◆ **THE PROBLEM**: Write out each line of the entries below that holds the word "missing".

⁂

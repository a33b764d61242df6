//! Foundation-backed stores: `NSHTTPCookieStorage` and `NSUserDefaults`.

use time::OffsetDateTime;
use tracing::debug;

use super::ffi::bridge::{array_items, get_class, id, msg_send, nil, string_from_ns};
use crate::model::CookieRecord;
use crate::storage::{CookieStore, DefaultsStore, StorageError};

/// The process-wide shared HTTP cookie storage.
#[derive(Debug, Default)]
pub struct SystemCookieStore;

impl SystemCookieStore {
    pub fn new() -> Self {
        Self
    }

    fn storage(&self) -> Result<id, StorageError> {
        let cls = get_class("NSHTTPCookieStorage")
            .ok_or_else(|| StorageError::CookieStore("NSHTTPCookieStorage missing".into()))?;
        let storage: id = unsafe { msg_send![cls, sharedHTTPCookieStorage] };
        if storage.is_null() {
            return Err(StorageError::CookieStore("no shared cookie storage".into()));
        }
        Ok(storage)
    }

    /// Native cookies paired with their records.
    fn native_cookies(&self) -> Result<(id, Vec<(id, CookieRecord)>), StorageError> {
        let storage = self.storage()?;
        let cookies = unsafe {
            let array: id = msg_send![storage, cookies];
            array_items(array)
                .into_iter()
                .filter_map(|cookie| record_from_native(cookie).map(|r| (cookie, r)))
                .collect()
        };
        Ok((storage, cookies))
    }

    fn delete_where<F>(&mut self, keep: F) -> Result<usize, StorageError>
    where
        F: Fn(&CookieRecord) -> bool,
    {
        let (storage, cookies) = self.native_cookies()?;
        let mut removed = 0;
        for (cookie, record) in cookies {
            if keep(&record) {
                continue;
            }
            unsafe {
                let _: () = msg_send![storage, deleteCookie: cookie];
            }
            removed += 1;
        }
        Ok(removed)
    }
}

impl CookieStore for SystemCookieStore {
    fn cookies(&self) -> Result<Vec<CookieRecord>, StorageError> {
        Ok(self.native_cookies()?.1.into_iter().map(|(_, r)| r).collect())
    }

    fn delete(&mut self, cookie: &CookieRecord) -> Result<(), StorageError> {
        let removed = self.delete_where(|r| {
            !(r.domain == cookie.domain && r.name == cookie.name && r.path == cookie.path)
        })?;
        if removed == 0 {
            debug!(cookie = %cookie, "cookie already gone");
        }
        Ok(())
    }

    fn delete_all(&mut self) -> Result<usize, StorageError> {
        self.delete_where(|_| false)
    }

    fn delete_domain(&mut self, domain: &str) -> Result<usize, StorageError> {
        self.delete_where(|r| !r.matches_domain(domain))
    }
}

unsafe fn record_from_native(cookie: id) -> Option<CookieRecord> {
    if cookie.is_null() {
        return None;
    }
    let domain = string_from_ns(msg_send![cookie, domain])?;
    let name = string_from_ns(msg_send![cookie, name]).unwrap_or_default();
    let path = string_from_ns(msg_send![cookie, path]).unwrap_or_else(|| "/".into());
    let mut record = CookieRecord::new(domain, name, path);

    let expires: id = msg_send![cookie, expiresDate];
    if expires != nil {
        let secs: f64 = msg_send![expires, timeIntervalSince1970];
        if let Ok(at) = OffsetDateTime::from_unix_timestamp(secs as i64) {
            record = record.with_expiry(at);
        }
    }
    Some(record)
}

/// `NSUserDefaults` for the app's own bundle identifier.
#[derive(Debug, Default)]
pub struct StandardDefaults;

impl StandardDefaults {
    pub fn new() -> Self {
        Self
    }
}

impl DefaultsStore for StandardDefaults {
    fn reset(&mut self) -> Result<(), StorageError> {
        let (Some(defaults_cls), Some(bundle_cls)) =
            (get_class("NSUserDefaults"), get_class("NSBundle"))
        else {
            return Err(StorageError::Defaults("Foundation classes missing".into()));
        };
        unsafe {
            let bundle: id = msg_send![bundle_cls, mainBundle];
            let identifier: id = if bundle.is_null() {
                nil
            } else {
                msg_send![bundle, bundleIdentifier]
            };
            if identifier.is_null() {
                return Err(StorageError::Defaults("no bundle identifier".into()));
            }
            let defaults: id = msg_send![defaults_cls, standardUserDefaults];
            if defaults.is_null() {
                return Err(StorageError::Defaults("no standard defaults".into()));
            }
            let _: () = msg_send![defaults, removePersistentDomainForName: identifier];
            let _: objc2::runtime::Bool = msg_send![defaults, synchronize];
            debug!(
                bundle = string_from_ns(identifier).unwrap_or_default(),
                "user defaults reset"
            );
        }
        Ok(())
    }
}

⁂

◆ **TASK SOLUTION**:
            .ok_or_else(|| StorageError::CookieStore("NSHTTPCookieStorage missing".into()))?;
            return Err(StorageError::Defaults("Foundation classes missing".into()));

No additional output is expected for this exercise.